Within the records that follow, find every line containing the string "without". Copy those lines.

**DATA PROVIDED**:
══════
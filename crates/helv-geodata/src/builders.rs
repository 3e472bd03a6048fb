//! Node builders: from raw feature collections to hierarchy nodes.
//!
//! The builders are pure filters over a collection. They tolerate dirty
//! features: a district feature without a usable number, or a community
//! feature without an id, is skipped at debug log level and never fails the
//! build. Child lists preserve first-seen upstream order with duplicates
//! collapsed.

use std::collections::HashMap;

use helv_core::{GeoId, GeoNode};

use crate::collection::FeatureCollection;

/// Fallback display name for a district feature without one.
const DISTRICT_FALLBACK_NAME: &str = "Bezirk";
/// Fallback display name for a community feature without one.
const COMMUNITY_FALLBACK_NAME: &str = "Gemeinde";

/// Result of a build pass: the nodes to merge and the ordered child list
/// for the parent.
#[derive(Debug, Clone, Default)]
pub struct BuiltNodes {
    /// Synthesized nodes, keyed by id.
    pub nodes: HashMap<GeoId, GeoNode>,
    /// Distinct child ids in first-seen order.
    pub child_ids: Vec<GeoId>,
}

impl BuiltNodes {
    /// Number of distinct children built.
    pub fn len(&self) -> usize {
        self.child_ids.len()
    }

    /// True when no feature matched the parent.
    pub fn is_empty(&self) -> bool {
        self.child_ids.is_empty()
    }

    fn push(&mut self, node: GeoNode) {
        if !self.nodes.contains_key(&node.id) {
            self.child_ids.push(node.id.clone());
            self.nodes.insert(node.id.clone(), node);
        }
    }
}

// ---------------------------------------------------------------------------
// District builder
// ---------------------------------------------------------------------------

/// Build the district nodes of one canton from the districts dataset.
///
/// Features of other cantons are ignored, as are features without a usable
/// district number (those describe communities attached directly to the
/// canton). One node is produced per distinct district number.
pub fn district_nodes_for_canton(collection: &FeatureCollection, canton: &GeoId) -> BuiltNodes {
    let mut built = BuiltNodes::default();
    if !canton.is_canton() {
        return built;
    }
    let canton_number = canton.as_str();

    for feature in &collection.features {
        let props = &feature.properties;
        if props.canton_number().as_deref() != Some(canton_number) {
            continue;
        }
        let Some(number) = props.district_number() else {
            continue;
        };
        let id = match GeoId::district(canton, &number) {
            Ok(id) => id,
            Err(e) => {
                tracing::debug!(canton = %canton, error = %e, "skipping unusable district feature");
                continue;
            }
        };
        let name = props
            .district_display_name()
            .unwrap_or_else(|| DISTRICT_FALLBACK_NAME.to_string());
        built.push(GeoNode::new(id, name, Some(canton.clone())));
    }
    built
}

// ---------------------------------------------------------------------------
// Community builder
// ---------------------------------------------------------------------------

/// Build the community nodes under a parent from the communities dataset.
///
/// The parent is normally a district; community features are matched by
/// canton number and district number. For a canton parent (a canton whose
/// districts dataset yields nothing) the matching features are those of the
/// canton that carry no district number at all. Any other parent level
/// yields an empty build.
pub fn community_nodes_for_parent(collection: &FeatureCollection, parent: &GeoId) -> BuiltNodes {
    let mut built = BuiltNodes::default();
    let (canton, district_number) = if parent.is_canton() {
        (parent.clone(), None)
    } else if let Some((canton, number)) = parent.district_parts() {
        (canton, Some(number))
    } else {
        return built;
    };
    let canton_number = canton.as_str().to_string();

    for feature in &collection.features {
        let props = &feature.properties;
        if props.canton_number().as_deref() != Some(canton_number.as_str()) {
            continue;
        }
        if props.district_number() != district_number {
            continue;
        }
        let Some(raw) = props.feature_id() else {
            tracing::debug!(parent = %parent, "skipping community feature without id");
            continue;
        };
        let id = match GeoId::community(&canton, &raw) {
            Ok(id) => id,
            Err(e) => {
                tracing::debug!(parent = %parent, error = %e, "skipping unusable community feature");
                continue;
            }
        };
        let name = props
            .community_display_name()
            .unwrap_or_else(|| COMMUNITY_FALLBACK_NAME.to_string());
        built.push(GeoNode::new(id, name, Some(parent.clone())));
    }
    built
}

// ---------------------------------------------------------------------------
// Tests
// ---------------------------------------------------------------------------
══════
**THE ANSWER**:
//! features: a district feature without a usable number, or a community
//! feature without an id, is skipped at debug log level and never fails the
/// Fallback display name for a district feature without one.
/// Fallback display name for a community feature without one.
/// Features of other cantons are ignored, as are features without a usable
            tracing::debug!(parent = %parent, "skipping community feature without id");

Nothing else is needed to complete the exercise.